Basically, it attempts to protect chemical plants, reservoirs and airports—all targets where terrorists could get horrifying results with relatively little effort—by a system involving 10M Webcams and a stay-at-home army of watchful citizens.

this doesn’t go nearly far enough. to make this really secure, webcams need to be everywhere. watch the watchers in an endless recursion.

unabomber feelings rise

it was only a matter of time before gun nuts would come out of their caves and claim that giving everyone a gun would have prevented this tragedy. typical of backwards-facing people..

especially eric s. raymond.

We have learned today that airport security is not the answer. At least 4 separate terror teams were able to sail right past all the elaborate obstacles — the demand for IDs, the metal detectors, the video cameras, the X-ray machines, the gunpowder sniffers, the gate agents and security people trained to spot terrorists by profile. There have been no reports that any other terror units were successfully prevented from achieving their objectives by these measures. In fact, the early evidence is that all these police-state-like impositions on freedom were exactly useless — and in the smoldering ruins of the World Trade Center lies the proof of their failure.

my answer:

lets face it. this event will increase surveillance everywhere. no point in returning to the caves and carrying guns. actually, it is largely irrelevant whether you carry a gun or not. what is truly relevant is whether you will be allowed access to all these surveillance systems, so that it becomes peer-to-peer surveillance, or if some hidden agency controls it all. think decentralization. nobody cares if you run around with a gun, you will be closely watched, anyways. trying to ignore this reality is a weakly disguised attempt to flee into an unabomber utopia.

End of freedom

this event will mark the end of individual freedom as we know it. calls for increasing surveillance at the expense of personal freedom will be stronger than ever. everybody opposed to giving up his personal freedom will be framed as a suspect.

expect the following:

  • total ban on encryption
  • machine-readable identification cards mandatory
  • increased use of video surveillance, face recognition
  • closer law-enforcement cooperation on an international scale
  • heavy increases in military spending
  • censoring of dissident views on the internet

now would be as good a time as ever to read the transparent society by david brin.
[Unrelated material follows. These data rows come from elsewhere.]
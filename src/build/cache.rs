use regex::Regex;
use std::path::{Path, PathBuf};
use std::sync::OnceLock;
use std::time::Duration;
use thiserror::Error;
use tokio::process::Command;
use tracing::{debug, info};

use super::artifact::{ArtifactStamp, SourceArtifact};
use super::toolchain::Toolchain;
use crate::exec::process::{SPAWN_ATTEMPTS, is_executable_busy};

#[derive(Debug, Error)]
pub enum BuildError {
    #[error("source file not found: {}", path.display())]
    SourceMissing { path: PathBuf },

    #[error("compile failed: {reason}")]
    CompileFailed { reason: String, log: String },

    #[error("failed to launch compiler {}: {source}", compiler.display())]
    ToolchainUnavailable {
        compiler: PathBuf,
        #[source]
        source: std::io::Error,
    },
}

/// Compiles sources on demand and reuses binaries that are still fresh
#[derive(Debug, Clone, Default)]
pub struct BuildCache {
    toolchain: Toolchain,
}

impl BuildCache {
    pub fn new(toolchain: Toolchain) -> Self {
        Self { toolchain }
    }

    /// Return the path of an up-to-date binary for `artifact`, compiling if needed
    pub async fn ensure_built(&self, artifact: &SourceArtifact) -> Result<PathBuf, BuildError> {
        let stamp = probe(artifact).await?;

        if !stamp.is_stale() {
            debug!("{} binary is up to date: {}", artifact.role, artifact.binary.display());
            return Ok(artifact.binary.clone());
        }

        info!("Compiling {} from {}", artifact.role, artifact.source.display());
        self.compile(artifact).await?;
        Ok(artifact.binary.clone())
    }

    async fn compile(&self, artifact: &SourceArtifact) -> Result<(), BuildError> {
        let mut attempt = 1;
        let output = loop {
            let result = Command::new(&self.toolchain.compiler)
                .args(self.toolchain.args_for(artifact))
                .kill_on_drop(true)
                .output()
                .await;
            match result {
                Err(e) if is_executable_busy(&e) && attempt < SPAWN_ATTEMPTS => {
                    tokio::time::sleep(Duration::from_millis(10 * u64::from(attempt))).await;
                    attempt += 1;
                }
                result => {
                    break result.map_err(|source| BuildError::ToolchainUnavailable {
                        compiler: self.toolchain.compiler.clone(),
                        source,
                    })?;
                }
            }
        };

        let mut log = String::from_utf8_lossy(&output.stdout).into_owned();
        log.push_str(&String::from_utf8_lossy(&output.stderr));

        if !output.status.success() {
            let file_name = artifact
                .source
                .file_name()
                .map(|name| name.to_string_lossy().into_owned())
                .unwrap_or_default();
            let reason = first_error_line(&log, &file_name)
                .unwrap_or_else(|| format!("compiler exited with {}", output.status));
            return Err(BuildError::CompileFailed { reason, log });
        }

        if tokio::fs::metadata(&artifact.binary).await.is_err() {
            return Err(BuildError::CompileFailed {
                reason: format!("compiler produced no binary at {}", artifact.binary.display()),
                log,
            });
        }

        Ok(())
    }
}

/// Read the current modification times of the source and binary
async fn probe(artifact: &SourceArtifact) -> Result<ArtifactStamp, BuildError> {
    let source_mtime = modified(&artifact.source)
        .await
        .ok_or_else(|| BuildError::SourceMissing {
            path: artifact.source.clone(),
        })?;
    let binary_mtime = modified(&artifact.binary).await;

    Ok(ArtifactStamp {
        source_mtime,
        binary_mtime,
    })
}

async fn modified(path: &Path) -> Option<std::time::SystemTime> {
    let metadata = tokio::fs::metadata(path).await.ok()?;
    metadata.modified().ok()
}

fn diagnostic_pattern() -> &'static Regex {
    static PATTERN: OnceLock<Regex> = OnceLock::new();
    PATTERN.get_or_init(|| {
        Regex::new(r":\d+:\d+:\s*(?:fatal\s+)?error:").expect("diagnostic pattern is valid")
    })
}

/// Pick the line that best explains a failed compile
///
/// Prefers the first `file:line:col: error:` line naming `file_name`, then the
/// first non-empty line.
pub fn first_error_line(log: &str, file_name: &str) -> Option<String> {
    let pattern = diagnostic_pattern();

    log.lines()
        .map(str::trim)
        .find(|line| (file_name.is_empty() || line.contains(file_name)) && pattern.is_match(line))
        .or_else(|| log.lines().map(str::trim).find(|line| !line.is_empty()))
        .map(str::to_string)
}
Can we stand living our lives exposed to scrutiny … our secrets laid out in the open … if in return we get flashlights of our own, that we can shine on the arrogant and strong? Or is privacy’s illusion so precious that it is worth any price, including surrendering our own right to pierce the schemes of the powerful?

update
wired reports that the fbi has installed carnivore internet surveillance equipment at major internet providers within hours of the attacks.